Source: Carl Pickhardt, Ph.D.
Adolescence is meant to be transformative as the detaching (for independence) and the differentiating (for individuality) young person starts
- Separating from childhood around late elementary school,
- Forming a family of friends around middle school,
- Experimenting with acting older around high school,
- Emancipating from parental rule around the college-age years.
As adolescence changes the child, the parent changes in response, and their relationship changes. In consequence, this normal growth will occasionally strain how they get along. For both parent and teenager, adolescence tends to be a more abrasive age.
This growing discontent is to be expected and need not alienate their relationship. Common complaints attest to when these unwelcome times occur.
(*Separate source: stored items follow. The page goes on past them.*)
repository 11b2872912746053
use serde::{Deserialize, Serialize};

/// Contact block at the top of a resume. Fields are empty when the
/// extraction output carried no matching line.
#[derive(Debug, Clone, Default, PartialEq, Eq, Serialize, Deserialize)]
pub struct BasicInfo {
    pub name: String,
    pub email: String,
    pub phone: String,
}

/// One employer from the work history.
///
/// Invariant: `responsibilities` is never empty. Employers that collect no
/// responsibilities are dropped by the parser.
#[derive(Debug, Clone, PartialEq, Eq, Serialize, Deserialize)]
pub struct Employment {
    pub company: String,
    pub duration: String,
    /// Empty when the date payload carried no comma-separated location.
    pub location: String,
    pub responsibilities: Vec<String>,
}

/// Invariant: `details` is never empty.
#[derive(Debug, Clone, PartialEq, Eq, Serialize, Deserialize)]
pub struct ProjectEntry {
    pub title: String,
    pub details: Vec<String>,
}

/// Typed result of resume extraction. Built once per upload and never
/// mutated afterwards; a new upload replaces it wholesale.
#[derive(Debug, Clone, Default, PartialEq, Eq, Serialize, Deserialize)]
pub struct ResumeRecord {
    pub basic_info: BasicInfo,
    pub profile_summary: String,
    pub work_experience: Vec<Employment>,
    pub education: String,
    pub technical_skills: String,
    pub projects: Vec<ProjectEntry>,
    pub certificates: String,
}

/// The seven top-level sections of a `ResumeRecord`, in display order.
#[derive(Debug, Clone, Copy, PartialEq, Eq, Hash, Serialize, Deserialize)]
#[serde(rename_all = "snake_case")]
pub enum ResumeSection {
    BasicInfo,
    ProfileSummary,
    WorkExperience,
    Education,
    TechnicalSkills,
    Projects,
    Certificates,
}

impl ResumeSection {
    pub const ALL: [ResumeSection; 7] = [
        ResumeSection::BasicInfo,
        ResumeSection::ProfileSummary,
        ResumeSection::WorkExperience,
        ResumeSection::Education,
        ResumeSection::TechnicalSkills,
        ResumeSection::Projects,
        ResumeSection::Certificates,
    ];

    /// Human-readable heading, as shown in the resume breakdown view.
    pub fn title(self) -> &'static str {
        match self {
            ResumeSection::BasicInfo => "Basic Info",
            ResumeSection::ProfileSummary => "Profile Summary",
            ResumeSection::WorkExperience => "Work Experience",
            ResumeSection::Education => "Education",
            ResumeSection::TechnicalSkills => "Technical Skills",
            ResumeSection::Projects => "Projects",
            ResumeSection::Certificates => "Certificates",
        }
    }
}

impl ResumeRecord {
    /// Returns one section as JSON, for the per-section breakdown endpoint.
    pub fn section_value(&self, section: ResumeSection) -> serde_json::Value {
        let value = match section {
            ResumeSection::BasicInfo => serde_json::to_value(&self.basic_info),
            ResumeSection::ProfileSummary => serde_json::to_value(&self.profile_summary),
            ResumeSection::WorkExperience => serde_json::to_value(&self.work_experience),
            ResumeSection::Education => serde_json::to_value(&self.education),
            ResumeSection::TechnicalSkills => serde_json::to_value(&self.technical_skills),
            ResumeSection::Projects => serde_json::to_value(&self.projects),
            ResumeSection::Certificates => serde_json::to_value(&self.certificates),
        };
        // Plain strings and derived structs always serialize.
        value.unwrap_or(serde_json::Value::Null)
    }

    /// True when the section carries no content at all.
    pub fn section_is_empty(&self, section: ResumeSection) -> bool {
        match section {
            ResumeSection::BasicInfo => self.basic_info == BasicInfo::default(),
            ResumeSection::ProfileSummary => self.profile_summary.is_empty(),
            ResumeSection::WorkExperience => self.work_experience.is_empty(),
            ResumeSection::Education => self.education.is_empty(),
            ResumeSection::TechnicalSkills => self.technical_skills.is_empty(),
            ResumeSection::Projects => self.projects.is_empty(),
            ResumeSection::Certificates => self.certificates.is_empty(),
        }
    }
}

#[cfg(test)]
mod tests {
    use super::*;

    #[test]
    fn test_resume_section_serde_snake_case() {
        let section: ResumeSection = serde_json::from_str(r#""work_experience""#).unwrap();
        assert_eq!(section, ResumeSection::WorkExperience);
        assert_eq!(
            serde_json::to_string(&ResumeSection::TechnicalSkills).unwrap(),
            r#""technical_skills""#
        );
    }

    #[test]
    fn test_default_record_sections_are_empty() {
        let record = ResumeRecord::default();
        for section in ResumeSection::ALL {
            assert!(record.section_is_empty(section), "{section:?} should be empty");
        }
    }

    #[test]
    fn test_section_value_projects_is_array() {
        let record = ResumeRecord {
            projects: vec![ProjectEntry {
                title: "Chat App".to_string(),
                details: vec!["Built real-time chat".to_string()],
            }],
            ..Default::default()
        };
        let value = record.section_value(ResumeSection::Projects);
        assert_eq!(value[0]["title"], "Chat App");
        assert_eq!(value[0]["details"][0], "Built real-time chat");
    }

    #[test]
    fn test_section_title() {
        assert_eq!(ResumeSection::BasicInfo.title(), "Basic Info");
        assert_eq!(ResumeSection::Certificates.title(), "Certificates");
    }
}
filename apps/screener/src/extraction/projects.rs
//! Parses the raw "Projects" section into `ProjectEntry` records.
//!
//! Only bulleted lines count. A bulleted line is a detail of the open project
//! when it reads like one (see `DETAIL_MARKERS`) and the next line continues
//! the bullet block; every other bulleted line starts a new project title.
//! Projects that collect no details are dropped.

use crate::extraction::bullets::{is_bulleted, strip_bullets};
use crate::models::resume::ProjectEntry;

/// Case-insensitive substrings that mark a bulleted line as a detail.
const DETAIL_MARKERS: &[&str] = &["technologies:", "developed", "implemented", "built"];

pub fn parse_projects(text: &str) -> Vec<ProjectEntry> {
    let lines: Vec<&str> = text.lines().map(str::trim).collect();
    let mut projects = Vec::new();
    let mut current: Option<ProjectEntry> = None;

    for (i, line) in lines.iter().enumerate() {
        if !is_bulleted(line) {
            continue;
        }
        let clean = strip_bullets(line);

        if is_detail(clean, lines.get(i + 1).copied()) {
            if let Some(project) = current.as_mut() {
                project.details.push(clean.to_string());
            }
        } else {
            flush(&mut projects, current.take());
            current = Some(ProjectEntry {
                title: clean.to_string(),
                details: Vec::new(),
            });
        }
    }

    flush(&mut projects, current);
    projects
}

/// End of section counts as a continuation, so a trailing
/// `Technologies:` line stays with its project.
fn is_detail(clean: &str, next_line: Option<&str>) -> bool {
    let continues = next_line.map_or(true, is_bulleted);
    if !continues {
        return false;
    }
    let lower = clean.to_lowercase();
    DETAIL_MARKERS.iter().any(|marker| lower.contains(marker))
}

fn flush(projects: &mut Vec<ProjectEntry>, current: Option<ProjectEntry>) {
    if let Some(project) = current {
        if !project.details.is_empty() {
            projects.push(project);
        }
    }
}
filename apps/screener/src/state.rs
use std::sync::Arc;

use crate::config::Config;
use crate::knowledge::{Embedder, TextSplitter};
use crate::llm_client::Generator;
use crate::session::SessionStore;

/// Shared application state injected into all route handlers via Axum extractors.
#[derive(Clone)]
pub struct AppState {
    /// Generation service. Default: `LlmClient` against an OpenAI-compatible API.
    pub llm: Arc<dyn Generator>,
    /// Embedding service. Default: `EmbeddingClient`.
    pub embedder: Arc<dyn Embedder>,
    pub sessions: SessionStore,
    /// Chunking used for every knowledge base (500 chars, 50 overlap).
    pub splitter: TextSplitter,
    pub config: Config,
}
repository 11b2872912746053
// Resume question answering: retrieval-grounded answers, or a skill-overlap
// verdict when the question asks whether the candidate suits a role.

pub mod classifier;
pub mod engine;
pub mod prompts;
pub mod skills;

pub use engine::{Answer, QaEngine};
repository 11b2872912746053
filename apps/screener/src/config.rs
use anyhow::{Context, Result};
use chrono::NaiveDate;

pub const DEFAULT_LLM_API_URL: &str = "https://api.groq.com/openai/v1/chat/completions";
pub const DEFAULT_LLM_MODEL: &str = "mixtral-8x7b-32768";
pub const DEFAULT_EMBEDDING_API_URL: &str = "https://api.openai.com/v1/embeddings";
pub const DEFAULT_EMBEDDING_MODEL: &str = "text-embedding-3-small";
pub const DEFAULT_TENURE_REFERENCE_DATE: &str = "2025-03-01";
pub const DEFAULT_SESSION_TTL_MINUTES: &str = "60";

/// Application configuration loaded from environment variables.
/// Startup fails if required variables are missing.
#[derive(Debug, Clone)]
pub struct Config {
    pub llm_api_url: String,
    pub llm_api_key: String,
    pub llm_model: String,
    pub embedding_api_url: String,
    pub embedding_api_key: String,
    pub embedding_model: String,
    /// Tenure is counted up to this date when a resume states no total.
    pub tenure_reference_date: NaiveDate,
    /// Sessions untouched for this long are evicted.
    pub session_ttl_minutes: i64,
    pub port: u16,
    pub rust_log: String,
}

impl Config {
    pub fn from_env() -> Result<Self> {
        dotenvy::dotenv().ok(); // load .env if present; ignore if missing

        let llm_api_key = require_env("LLM_API_KEY")?;
        let embedding_api_key =
            std::env::var("EMBEDDING_API_KEY").unwrap_or_else(|_| llm_api_key.clone());

        Ok(Config {
            llm_api_url: env_or("LLM_API_URL", DEFAULT_LLM_API_URL),
            llm_api_key,
            llm_model: env_or("LLM_MODEL", DEFAULT_LLM_MODEL),
            embedding_api_url: env_or("EMBEDDING_API_URL", DEFAULT_EMBEDDING_API_URL),
            embedding_api_key,
            embedding_model: env_or("EMBEDDING_MODEL", DEFAULT_EMBEDDING_MODEL),
            tenure_reference_date: parse_tenure_reference(&env_or(
                "TENURE_REFERENCE_DATE",
                DEFAULT_TENURE_REFERENCE_DATE,
            ))?,
            session_ttl_minutes: parse_session_ttl(&env_or(
                "SESSION_TTL_MINUTES",
                DEFAULT_SESSION_TTL_MINUTES,
            ))?,
            port: env_or("PORT", "8080")
                .parse::<u16>()
                .context("PORT must be a valid port number")?,
            rust_log: env_or("RUST_LOG", "info"),
        })
    }
}

fn require_env(key: &str) -> Result<String> {
    std::env::var(key).with_context(|| format!("Required environment variable '{key}' is not set"))
}

fn env_or(key: &str, default: &str) -> String {
    std::env::var(key).unwrap_or_else(|_| default.to_string())
}

fn parse_tenure_reference(value: &str) -> Result<NaiveDate> {
    NaiveDate::parse_from_str(value.trim(), "%Y-%m-%d")
        .with_context(|| format!("TENURE_REFERENCE_DATE must be YYYY-MM-DD, got '{value}'"))
}

fn parse_session_ttl(value: &str) -> Result<i64> {
    match value.trim().parse::<i64>() {
        Ok(minutes) if minutes > 0 => Ok(minutes),
        _ => anyhow::bail!("SESSION_TTL_MINUTES must be a positive integer, got '{value}'"),
    }
}
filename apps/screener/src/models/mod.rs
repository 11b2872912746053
pub mod resume;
For example:
Teenager: “You’re always on my case!”
Parent: “You argue about everything!”
It’s best to understand the changes that are going on.
Developmental change
Growing change makes adolescence a more temperamental and sensitive time for parent and teenager as it upsets and resets familiar terms of their childhood relationship. Loss of the old, expression of the different, and onset of the new all take some getting used to for everyone.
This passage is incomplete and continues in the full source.